Широкие ряды главного яруса спускались до самой земли, и подняться на них можно было где угодно, но на верхний ярус вели только две лестницы, по одной с каждой стороны.

Я направился к той лестнице, которая была ближе к весовой — Литси говорил, что он поднимался наверх именно по ней. Если смотреть со стороны паддока, это место было расположено у края галереи, слева.

Лестница вела сперва к верхним рядам главного яруса и потом поднималась дальше наверх. Я дошел до верхней площадки, где должен был вскоре открыться бар. Все помещения были застеклены, открытой оставалась лишь галерея. Она шла вдоль задней стены бара, из которого на нее выходило несколько стеклянных дверей, сейчас запертых. И в баре, и снаружи — повсюду были навалены груды стройматериалов, доски, банки с краской, стремянки...

Я осторожно вышел на холодную, открытую всем ветрам галерею, к тому месту, где Литси потерял равновесие, и увидел, как это должно было произойти. Вдоль всего короткого коридорчика, ведущего на галерею, в несколько рядов лежали доски, и, если идти по ним, ты оказывался выше ограждения. Нормально ограждение было по грудь, а когда я шел по доскам, оно оказалось мне по пояс, а Литси был дюйма на четыре меня выше...

Не знаю, что там зашаталось под ногами у Литси — теперь там ничего не шаталось, — но у стены стояло торчком еще несколько досок. Я пробрался мимо них, чувствуя, как они поддаются под рукой, когда я опираюсь на них, и вышел к тому месту, откуда упал Литси.

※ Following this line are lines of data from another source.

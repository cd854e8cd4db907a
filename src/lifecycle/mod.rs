//! Resource Lifecycle Model
//!
//! Canonical status classification, action enablement, and the two-phase
//! transitions each lifecycle action triggers.
//!
//! # Architecture
//!
//! - [`Status`] - canonical status values, parsed case-insensitively
//! - [`classify`] - the single status to category/label mapping used by every view
//! - [`Action`] - user-triggered lifecycle actions and their enablement rules
//! - [`operation`] - deferred completion of transitions through a swappable backend

pub mod operation;

pub use operation::{
    ActionBackend, CompletedOperation, OperationScheduler, SimulatedBackend, SimulatedDelays,
};

use serde::{Deserialize, Serialize};
use std::convert::Infallible;
use std::fmt;
use std::str::FromStr;

/// Coarse status grouping used to pick a display color
#[derive(Debug, Clone, Copy, PartialEq, Eq, Hash, Serialize, Deserialize)]
pub enum Category {
    Healthy,
    Stopped,
    InProgress,
    Attention,
    Unknown,
}

impl Category {
    pub const ALL: [Category; 5] = [
        Category::Healthy,
        Category::Stopped,
        Category::InProgress,
        Category::Attention,
        Category::Unknown,
    ];

    pub fn as_str(self) -> &'static str {
        match self {
            Self::Healthy => "Healthy",
            Self::Stopped => "Stopped",
            Self::InProgress => "In progress",
            Self::Attention => "Attention",
            Self::Unknown => "Unknown",
        }
    }
}

impl fmt::Display for Category {
    fn fmt(&self, f: &mut fmt::Formatter<'_>) -> fmt::Result {
        write!(f, "{}", self.as_str())
    }
}

/// Resource status, canonicalized from case-insensitive input.
///
/// Unrecognized input is kept verbatim in [`Status::Unknown`] so it can still
/// be displayed.
#[derive(Debug, Clone, PartialEq, Eq, Hash, Serialize, Deserialize)]
#[serde(from = "String", into = "String")]
pub enum Status {
    Running,
    Stopped,
    Provisioning,
    Pending,
    Updating,
    Deleting,
    Error,
    Warning,
    Maintenance,
    Unknown(String),
}

impl Status {
    /// Parse a raw status string. Never fails.
    pub fn parse(raw: &str) -> Self {
        match raw.trim().to_lowercase().as_str() {
            "running" | "active" | "online" => Self::Running,
            "stopped" | "offline" => Self::Stopped,
            "provisioning" | "creating" => Self::Provisioning,
            "pending" => Self::Pending,
            "updating" => Self::Updating,
            "deleting" => Self::Deleting,
            "error" | "failed" => Self::Error,
            "warning" => Self::Warning,
            "maintenance" => Self::Maintenance,
            _ => Self::Unknown(raw.to_string()),
        }
    }

    pub fn category(&self) -> Category {
        match self {
            Self::Running => Category::Healthy,
            Self::Stopped => Category::Stopped,
            Self::Provisioning
            | Self::Pending
            | Self::Updating
            | Self::Deleting
            | Self::Maintenance => Category::InProgress,
            Self::Error | Self::Warning => Category::Attention,
            Self::Unknown(_) => Category::Unknown,
        }
    }

    /// Canonical capitalized label
    pub fn label(&self) -> String {
        match self {
            Self::Running => "Running".to_string(),
            Self::Stopped => "Stopped".to_string(),
            Self::Provisioning => "Provisioning".to_string(),
            Self::Pending => "Pending".to_string(),
            Self::Updating => "Updating".to_string(),
            Self::Deleting => "Deleting".to_string(),
            Self::Error => "Error".to_string(),
            Self::Warning => "Warning".to_string(),
            Self::Maintenance => "Maintenance".to_string(),
            Self::Unknown(raw) => capitalize(raw.trim()),
        }
    }

    pub fn display(&self) -> StatusDisplay {
        StatusDisplay {
            category: self.category(),
            label: self.label(),
        }
    }

    /// Transitional states get a spinner-style marker in tables
    pub fn is_transitional(&self) -> bool {
        self.category() == Category::InProgress
    }
}

impl Default for Status {
    fn default() -> Self {
        Self::Unknown(String::new())
    }
}

impl FromStr for Status {
    type Err = Infallible;

    fn from_str(s: &str) -> Result<Self, Self::Err> {
        Ok(Self::parse(s))
    }
}

impl From<String> for Status {
    fn from(raw: String) -> Self {
        Self::parse(&raw)
    }
}

impl From<&str> for Status {
    fn from(raw: &str) -> Self {
        Self::parse(raw)
    }
}

impl From<Status> for String {
    fn from(status: Status) -> Self {
        match status {
            Status::Unknown(raw) => raw,
            other => other.label(),
        }
    }
}

impl fmt::Display for Status {
    fn fmt(&self, f: &mut fmt::Formatter<'_>) -> fmt::Result {
        write!(f, "{}", self.label())
    }
}

/// Category and label for one status value
#[derive(Debug, Clone, PartialEq, Eq)]
pub struct StatusDisplay {
    pub category: Category,
    pub label: String,
}

/// Classify a raw status string into its display category and label
pub fn classify(raw: &str) -> StatusDisplay {
    Status::parse(raw).display()
}

/// First character upper-cased, the rest lower-cased
fn capitalize(raw: &str) -> String {
    let mut chars = raw.chars();
    match chars.next() {
        Some(first) => first
            .to_uppercase()
            .chain(chars.flat_map(char::to_lowercase))
            .collect(),
        None => "Unknown".to_string(),
    }
}

/// User-triggered lifecycle actions
#[derive(Debug, Clone, Copy, PartialEq, Eq, Hash)]
pub enum Action {
    Start,
    Stop,
    Restart,
    Delete,
}

impl Action {
    pub const ALL: [Action; 4] = [Action::Start, Action::Stop, Action::Restart, Action::Delete];

    pub fn display_name(self) -> &'static str {
        match self {
            Self::Start => "Start",
            Self::Stop => "Stop",
            Self::Restart => "Restart",
            Self::Delete => "Delete",
        }
    }

    pub fn shortcut(self) -> char {
        match self {
            Self::Start => 's',
            Self::Stop => 'S',
            Self::Restart => 'r',
            Self::Delete => 'x',
        }
    }

    /// Whether the action may be issued for a resource in `status`
    pub fn is_enabled(self, status: &Status) -> bool {
        match self {
            Self::Start => !matches!(status, Status::Running | Status::Provisioning),
            Self::Stop => !matches!(status, Status::Stopped | Status::Deleting),
            Self::Restart => matches!(status, Status::Running),
            Self::Delete => true,
        }
    }

    /// Delete needs an explicit confirmation before anything changes
    pub fn requires_confirm(self) -> bool {
        matches!(self, Self::Delete)
    }

    /// The deferred operation this action runs, if any.
    ///
    /// Delete removes the resource directly once confirmed.
    pub fn operation(self) -> Option<OperationKind> {
        match self {
            Self::Start => Some(OperationKind::Start),
            Self::Stop => Some(OperationKind::Stop),
            Self::Restart => Some(OperationKind::Restart),
            Self::Delete => None,
        }
    }
}

impl fmt::Display for Action {
    fn fmt(&self, f: &mut fmt::Formatter<'_>) -> fmt::Result {
        write!(f, "{}", self.display_name())
    }
}

/// Enablement of every action for one status, in [`Action::ALL`] order
pub fn enabled_actions(status: &Status) -> Vec<(Action, bool)> {
    Action::ALL
        .iter()
        .map(|action| (*action, action.is_enabled(status)))
        .collect()
}

/// Two-phase operations: an immediate intermediate status, then a terminal one
#[derive(Debug, Clone, Copy, PartialEq, Eq, Hash)]
pub enum OperationKind {
    Provision,
    Start,
    Stop,
    Restart,
}

impl OperationKind {
    pub fn intermediate(self) -> Status {
        match self {
            Self::Provision | Self::Start => Status::Provisioning,
            Self::Stop => Status::Deleting,
            Self::Restart => Status::Updating,
        }
    }

    pub fn terminal(self) -> Status {
        match self {
            Self::Provision | Self::Start | Self::Restart => Status::Running,
            Self::Stop => Status::Stopped,
        }
    }

    pub fn as_str(self) -> &'static str {
        match self {
            Self::Provision => "provision",
            Self::Start => "start",
            Self::Stop => "stop",
            Self::Restart => "restart",
        }
    }
}

#[cfg(test)]
mod tests {
    use super::*;

    #[test]
    fn test_classify_is_case_insensitive() {
        for raw in ["RUNNING", "Running", "running"] {
            let display = classify(raw);
            assert_eq!(display.category, Category::Healthy);
            assert_eq!(display.label, "Running");
        }
    }

    #[test]
    fn test_classify_aliases() {
        assert_eq!(classify("active").label, "Running");
        assert_eq!(classify("Online").category, Category::Healthy);
        assert_eq!(classify("offline").label, "Stopped");
        assert_eq!(classify("creating").label, "Provisioning");
        assert_eq!(classify("FAILED").label, "Error");
        assert_eq!(classify("FAILED").category, Category::Attention);
    }

    #[test]
    fn test_classify_full_table() {
        let table = [
            ("stopped", Category::Stopped, "Stopped"),
            ("provisioning", Category::InProgress, "Provisioning"),
            ("pending", Category::InProgress, "Pending"),
            ("updating", Category::InProgress, "Updating"),
            ("deleting", Category::InProgress, "Deleting"),
            ("error", Category::Attention, "Error"),
            ("warning", Category::Attention, "Warning"),
            ("maintenance", Category::InProgress, "Maintenance"),
        ];
        for (raw, category, label) in table {
            let display = classify(raw);
            assert_eq!(display.category, category, "category for {}", raw);
            assert_eq!(display.label, label, "label for {}", raw);
        }
    }

    #[test]
    fn test_classify_unknown_keeps_text() {
        let display = classify("banana");
        assert_eq!(display.category, Category::Unknown);
        assert_eq!(display.label, "Banana");

        assert_eq!(classify("rEQUIRES ACTION").label, "Requires action");
        assert_eq!(classify("unknown").label, "Unknown");
        assert_eq!(classify("").label, "Unknown");
    }

    #[test]
    fn test_status_serde_uses_labels() {
        let status: Status = serde_json::from_str("\"Active\"").unwrap();
        assert_eq!(status, Status::Running);
        assert_eq!(serde_json::to_string(&status).unwrap(), "\"Running\"");

        let custom: Status = serde_json::from_str("\"Starting\"").unwrap();
        assert_eq!(custom, Status::Unknown("Starting".to_string()));
        assert_eq!(serde_json::to_string(&custom).unwrap(), "\"Starting\"");
    }

    #[test]
    fn test_running_enablement() {
        let status = Status::Running;
        assert!(!Action::Start.is_enabled(&status));
        assert!(Action::Stop.is_enabled(&status));
        assert!(Action::Restart.is_enabled(&status));
        assert!(Action::Delete.is_enabled(&status));
    }

    #[test]
    fn test_stopped_enablement() {
        let status = Status::Stopped;
        assert!(Action::Start.is_enabled(&status));
        assert!(!Action::Stop.is_enabled(&status));
        assert!(!Action::Restart.is_enabled(&status));
        assert!(Action::Delete.is_enabled(&status));
    }

    #[test]
    fn test_in_progress_enablement() {
        assert!(!Action::Start.is_enabled(&Status::Provisioning));
        assert!(Action::Stop.is_enabled(&Status::Provisioning));
        assert!(!Action::Stop.is_enabled(&Status::Deleting));
        assert!(Action::Start.is_enabled(&Status::Deleting));
        assert!(!Action::Restart.is_enabled(&Status::Updating));
    }

    #[test]
    fn test_delete_always_enabled() {
        for raw in ["running", "stopped", "deleting", "error", "banana"] {
            assert!(Action::Delete.is_enabled(&Status::parse(raw)));
        }
    }

    #[test]
    fn test_enabled_actions_order() {
        let actions = enabled_actions(&Status::Running);
        assert_eq!(
            actions,
            vec![
                (Action::Start, false),
                (Action::Stop, true),
                (Action::Restart, true),
                (Action::Delete, true),
            ]
        );
    }

    #[test]
    fn test_operation_transitions() {
        assert_eq!(OperationKind::Start.intermediate(), Status::Provisioning);
        assert_eq!(OperationKind::Start.terminal(), Status::Running);
        assert_eq!(OperationKind::Stop.intermediate(), Status::Deleting);
        assert_eq!(OperationKind::Stop.terminal(), Status::Stopped);
        assert_eq!(OperationKind::Restart.intermediate(), Status::Updating);
        assert_eq!(OperationKind::Restart.terminal(), Status::Running);
        assert_eq!(OperationKind::Provision.terminal(), Status::Running);
        assert_eq!(Action::Delete.operation(), None);
        assert!(Action::Delete.requires_confirm());
    }
}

Убедившись, что у меня под ногами твердый пол, я выглянул наружу. Отсюда был превосходно виден паддок, а за ним — великолепные холмы. Да, эта галерея выглядела очень привлекательно. И была совершенно безопасной — до тех пор, пока ты стоишь на полу.

Я прошел вдоль галереи, намереваясь спуститься по другой лестнице, но обнаружил, что лестницы нет: там реконструкция была в самом разгаре. Я вернулся к тому концу, откуда вошел, осторожно пробрался по доскам и спустился вниз.

— Ну? — спросил Литси, когда я сел в машину. — Что вы думаете?

— Эти доски выглядят очень ненадежными.

— Да... — виновато вздохнул он.

Я завел машину и выехал с ипподрома.

— Когда я упал и ухитрился как-то зацепиться за ограждение, — продолжал Литси, — я подумал, что, если сумею продержаться достаточно долго, кто-нибудь придет и меня вытащит, но, вы понимаете... пальцы просто разжались... Я не нарочно упал. Когда я падал, я подумал, что сейчас разобьюсь... Я бы и разбился... Это просто удивительно, как всем этим людям пришло в голову снять куртки... — Он помолчал. — Жалко, что я не могу поблагодарить их.

— А я никак не могла понять, куда же вы делись, — задумчиво сказала Даниэль. — Я зашла в дамскую комнату, а потом ждала вас на трибунах, где мы договорились. Я просто не могу себе представить.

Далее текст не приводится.